=== About this exercise ===
Output exactly the lines from the one with "uint8 [2, 3] |u1" to the close of the records below, first and last included.

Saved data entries
use zarrs_fixtures::{fixtures::create_native, node::Node, storage::store::FilesystemStore};

#[test]
fn native_hierarchy_tree() {
    let dir = tempfile::tempdir().unwrap();
    let path = create_native(&dir.path().join("zarr-tree"), true).unwrap();
    let store = FilesystemStore::new(&path).unwrap().sorted();
    let node = Node::open(&store, "/").unwrap();
    let tree = node.hierarchy_tree();
    println!("{tree}");
    assert_eq!(
        tree,
        "/
  arrays
    floats
      float32 [2, 3] <f4
      float64 [2, 3] <f8
    ints
      int16 [2, 3] <i2
      int32 [2, 3] <i4
      int64 [2, 3] <i8
      int8 [2, 3] |i1
      uint16 [2, 3] <u2
      uint32 [2, 3] <u4
      uint64 [2, 3] <u8
      uint8 [2, 3] |u1
    misc
      bytes [] |S11
      string [] <U11
  scalars
    fill_pi [] <f8
    int [] <i8
    pi [] <f8
    uint8 [] |u1
"
    );
}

=== Answer to this problem ===
      uint8 [2, 3] |u1
    misc
      bytes [] |S11
      string [] <U11
  scalars
    fill_pi [] <f8
    int [] <i8
    pi [] <f8
    uint8 [] |u1
"
    );
}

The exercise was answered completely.